Which lines of the records contain the word "TimeMs"? Show each of them.

Saved data entries:

^^^^

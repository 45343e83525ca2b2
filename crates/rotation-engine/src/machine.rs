//! Runtime state machine.
//!
//! `Idle -> Running -> {Paused <-> Running} -> Idle`
//!
//! Every function here computes the next runtime purely from a project
//! snapshot and `now`. Nothing is written; the engine turns a [`Transition`]
//! into a single store write. Two clients feeding the same stale snapshot and
//! the same instant get byte-identical results, which is what makes racing
//! writers harmless.

use crate::deadline::{capture_remaining, deadline_from_remaining, is_due};
use crate::error::{Result, RotationError};
use crate::live::derive_live_update;
use crate::resolver::{effective_duration_sec, first_position, next_position, NextPosition};
use crate::runtime::{RuntimePhase, RuntimeState};
use crate::store::{RuntimeWrite, StoreWrite};
use crate::types::{Actor, Project, ProjectId, TimeMs};
use serde::{Deserialize, Serialize};

#[derive(Debug, Clone, Copy, Serialize, Deserialize, PartialEq, Eq, Hash)]
#[serde(rename_all = "camelCase")]
pub enum TransitionKind {
	/// Idle (or running) -> Running at the first camera
	Started,
	/// Paused -> Running at the same camera
	Resumed,
	/// Running -> Paused by request
	Paused,
	/// Running -> Running at the next camera
	Advanced,
	/// Running -> Paused with nothing left, at the last camera of the scene
	Finished,
	/// Any -> Idle
	Reset,
	/// Runtime pointed at deleted content, dropped to Idle
	Healed,
	/// Nothing to do
	Unchanged,
}

/// Result of applying one state-machine operation to a snapshot
#[derive(Debug, Clone, PartialEq, Eq)]
pub struct Transition {
	pub project_id: ProjectId,
	pub kind: TransitionKind,
	pub before: Option<RuntimeState>,
	pub after: Option<RuntimeState>,
}

impl Transition {
	fn unchanged(project: &Project) -> Self {
		Self {
			project_id: project.id.clone(),
			kind: TransitionKind::Unchanged,
			before: project.runtime.clone(),
			after: project.runtime.clone(),
		}
	}

	fn to(project: &Project, kind: TransitionKind, after: Option<RuntimeState>) -> Self {
		Self {
			project_id: project.id.clone(),
			kind,
			before: project.runtime.clone(),
			after,
		}
	}

	pub fn is_noop(&self) -> bool {
		self.kind == TransitionKind::Unchanged
	}

	/// The runtime write plus its matching live update, as one logical update.
	pub fn store_write(&self, actor: &Actor, now: TimeMs) -> StoreWrite {
		let runtime = match (&self.kind, &self.after) {
			(TransitionKind::Unchanged, _) => RuntimeWrite::Keep,
			(_, Some(rt)) => RuntimeWrite::Set(rt.clone()),
			(_, None) => RuntimeWrite::Delete,
		};
		StoreWrite {
			runtime,
			live: derive_live_update(self, actor, now),
		}
	}
}

/// True if the runtime still references an existing scene and camera
pub fn references_content(project: &Project, runtime: &RuntimeState) -> bool {
	project.camera(&runtime.scene_id, &runtime.camera_id).is_some()
}

/// The project's runtime as the engine sees it: a runtime that points at
/// deleted content reads as Idle.
pub fn effective_runtime(project: &Project) -> Option<&RuntimeState> {
	project.runtime.as_ref().filter(|rt| references_content(project, rt))
}

/// Start the rotation, or resume it in place if it is paused.
///
/// A running rotation restarts from the first camera.
pub fn start(project: &Project, now: TimeMs, default_duration_sec: u64) -> Result<Transition> {
	if let Some(rt) = effective_runtime(project) {
		if let RuntimePhase::Paused { remaining_sec } = rt.phase {
			let resumed = RuntimeState::running(rt.scene_id.clone(), rt.camera_id.clone(), deadline_from_remaining(remaining_sec, now));
			return Ok(Transition::to(project, TransitionKind::Resumed, Some(resumed)));
		}
	}

	let first = first_position(project).ok_or_else(|| RotationError::EmptyRotation { project_id: project.id.clone() })?;
	let duration = effective_duration_sec(project, &first.scene_id, &first.camera_id, default_duration_sec);
	let running = RuntimeState::running(first.scene_id, first.camera_id, deadline_from_remaining(duration, now));
	Ok(Transition::to(project, TransitionKind::Started, Some(running)))
}

/// Freeze the current camera's remaining time. Pausing an idle or already
/// paused project is a no-op.
pub fn pause(project: &Project, now: TimeMs) -> Transition {
	match effective_runtime(project) {
		Some(rt) => match rt.phase {
			RuntimePhase::Running { ends_at } => {
				let paused = RuntimeState::paused(rt.scene_id.clone(), rt.camera_id.clone(), capture_remaining(ends_at, now));
				Transition::to(project, TransitionKind::Paused, Some(paused))
			}
			RuntimePhase::Paused { .. } => Transition::unchanged(project),
		},
		None => Transition::unchanged(project),
	}
}

/// Step to the next camera once the current deadline has passed.
///
/// Stays inside the current scene; running off the end parks the project as
/// Paused with zero seconds left.
pub fn advance(project: &Project, now: TimeMs, default_duration_sec: u64) -> Transition {
	let Some(rt) = effective_runtime(project) else {
		return Transition::unchanged(project);
	};
	if !is_due(rt, now) {
		return Transition::unchanged(project);
	}
	let Some(scene) = project.scene(&rt.scene_id) else {
		return Transition::unchanged(project);
	};

	match next_position(scene, &rt.camera_id) {
		NextPosition::Camera(camera_id) => {
			let duration = effective_duration_sec(project, &rt.scene_id, &camera_id, default_duration_sec);
			let next = RuntimeState::running(rt.scene_id.clone(), camera_id, deadline_from_remaining(duration, now));
			Transition::to(project, TransitionKind::Advanced, Some(next))
		}
		NextPosition::EndOfScene => {
			let finished = RuntimeState::paused(rt.scene_id.clone(), rt.camera_id.clone(), 0);
			Transition::to(project, TransitionKind::Finished, Some(finished))
		}
	}
}

/// Drop the runtime whatever its state.
pub fn reset(project: &Project) -> Transition {
	Transition::to(project, TransitionKind::Reset, None)
}

/// Reset a runtime left dangling by deleted content, if there is one.
pub fn heal(project: &Project) -> Option<Transition> {
	match &project.runtime {
		Some(rt) if !references_content(project, rt) => Some(Transition::to(project, TransitionKind::Healed, None)),
		_ => None,
	}
}

#[cfg(test)]
mod tests {
	use super::*;
	use crate::deadline::remaining_now;
	use crate::live::LiveUpdate;
	use crate::types::{Camera, Scene};

	const DEFAULT: u64 = 30;

	fn two_camera_project() -> Project {
		Project::new("p1", "Show", 0).with_scene(
			Scene::new("s1", "Opening", 0)
				.with_camera(Camera::new("c1", "Wide", 0, 30))
				.with_camera(Camera::new("c2", "Close", 1, 10)),
		)
	}

	fn with_runtime(mut project: Project, rt: RuntimeState) -> Project {
		project.runtime = Some(rt);
		project
	}

	#[test]
	fn test_start_from_idle() {
		let t = start(&two_camera_project(), 0, DEFAULT).unwrap();
		assert_eq!(t.kind, TransitionKind::Started);
		assert_eq!(t.after, Some(RuntimeState::running("s1", "c1", 30_000)));
	}

	#[test]
	fn test_start_empty_project_fails() {
		let project = Project::new("p1", "Empty", 0).with_scene(Scene::new("s1", "Nothing", 0));
		assert_eq!(start(&project, 0, DEFAULT), Err(RotationError::EmptyRotation { project_id: "p1".into() }));
	}

	#[test]
	fn test_start_resumes_paused() {
		let project = with_runtime(two_camera_project(), RuntimeState::paused("s1", "c2", 20));
		let t = start(&project, 15_000, DEFAULT).unwrap();
		assert_eq!(t.kind, TransitionKind::Resumed);
		assert_eq!(t.after, Some(RuntimeState::running("s1", "c2", 35_000)));
	}

	#[test]
	fn test_start_while_running_restarts() {
		let project = with_runtime(two_camera_project(), RuntimeState::running("s1", "c2", 99_000));
		let t = start(&project, 50_000, DEFAULT).unwrap();
		assert_eq!(t.kind, TransitionKind::Started);
		assert_eq!(t.after, Some(RuntimeState::running("s1", "c1", 80_000)));
	}

	#[test]
	fn test_pause_captures_remaining() {
		let project = with_runtime(two_camera_project(), RuntimeState::running("s1", "c1", 30_000));
		let t = pause(&project, 10_000);
		assert_eq!(t.kind, TransitionKind::Paused);
		assert_eq!(t.after, Some(RuntimeState::paused("s1", "c1", 20)));
	}

	#[test]
	fn test_pause_is_noop_when_paused_or_idle() {
		let paused = with_runtime(two_camera_project(), RuntimeState::paused("s1", "c1", 20));
		assert!(pause(&paused, 10_000).is_noop());
		assert!(pause(&two_camera_project(), 10_000).is_noop());
	}

	#[test]
	fn test_pause_resume_round_trip_never_gains_time() {
		for now in [0, 1, 999, 1_000, 12_345, 29_999] {
			let running = with_runtime(two_camera_project(), RuntimeState::running("s1", "c1", 30_000));
			let before = remaining_now(running.runtime.as_ref().unwrap(), now);
			let paused = with_runtime(two_camera_project(), pause(&running, now).after.unwrap());
			let resumed = start(&paused, now, DEFAULT).unwrap().after.unwrap();
			assert_eq!(remaining_now(&resumed, now), before);
			// The resumed deadline may round up to the next whole second, never beyond it
			assert!(resumed.ends_at().unwrap() - 30_000 < 1_000);
		}
	}

	#[test]
	fn test_advance_only_when_due() {
		let project = with_runtime(two_camera_project(), RuntimeState::running("s1", "c1", 30_000));
		assert!(advance(&project, 29_999, DEFAULT).is_noop());

		let t = advance(&project, 31_000, DEFAULT);
		assert_eq!(t.kind, TransitionKind::Advanced);
		assert_eq!(t.after, Some(RuntimeState::running("s1", "c2", 41_000)));
	}

	#[test]
	fn test_advance_is_idempotent_on_stale_snapshot() {
		let project = with_runtime(two_camera_project(), RuntimeState::running("s1", "c1", 30_000));
		let first = advance(&project, 31_000, DEFAULT);
		let second = advance(&project, 31_000, DEFAULT);
		assert_eq!(first, second);
		assert_eq!(first.store_write(&Actor::new("a", "A"), 31_000), second.store_write(&Actor::new("a", "A"), 31_000));
	}

	#[test]
	fn test_advance_past_last_camera_finishes() {
		let project = with_runtime(two_camera_project(), RuntimeState::running("s1", "c2", 41_000));
		let t = advance(&project, 41_000, DEFAULT);
		assert_eq!(t.kind, TransitionKind::Finished);
		let finished = t.after.unwrap();
		assert_eq!(finished, RuntimeState::paused("s1", "c2", 0));

		let parked = with_runtime(two_camera_project(), finished);
		assert!(advance(&parked, 1_000_000, DEFAULT).is_noop());
	}

	#[test]
	fn test_dangling_runtime_reads_idle() {
		let project = with_runtime(two_camera_project(), RuntimeState::running("s1", "deleted", 0));
		assert!(effective_runtime(&project).is_none());
		assert!(advance(&project, 10, DEFAULT).is_noop());
		assert_eq!(heal(&project).map(|t| t.kind), Some(TransitionKind::Healed));
		assert!(heal(&two_camera_project()).is_none());

		// Starting over a dangling pause begins again from the top
		let project = with_runtime(two_camera_project(), RuntimeState::paused("gone", "c1", 5));
		assert_eq!(start(&project, 0, DEFAULT).unwrap().kind, TransitionKind::Started);
	}

	#[test]
	fn test_store_write_pairs_runtime_and_live() {
		let actor = Actor::new("u", "U");
		let reset_write = reset(&two_camera_project()).store_write(&actor, 5);
		assert_eq!(reset_write.runtime, RuntimeWrite::Delete);
		assert_eq!(reset_write.live, LiveUpdate::ClearIfOwnedBy("p1".into()));

		let noop = pause(&two_camera_project(), 0).store_write(&actor, 5);
		assert_eq!(noop.runtime, RuntimeWrite::Keep);
		assert_eq!(noop.live, LiveUpdate::Keep);
	}
}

^^^^

» **ANSWER SPACE**:
use crate::types::{Actor, Project, ProjectId, TimeMs};
	pub fn store_write(&self, actor: &Actor, now: TimeMs) -> StoreWrite {
pub fn start(project: &Project, now: TimeMs, default_duration_sec: u64) -> Result<Transition> {
pub fn pause(project: &Project, now: TimeMs) -> Transition {
pub fn advance(project: &Project, now: TimeMs, default_duration_sec: u64) -> Transition {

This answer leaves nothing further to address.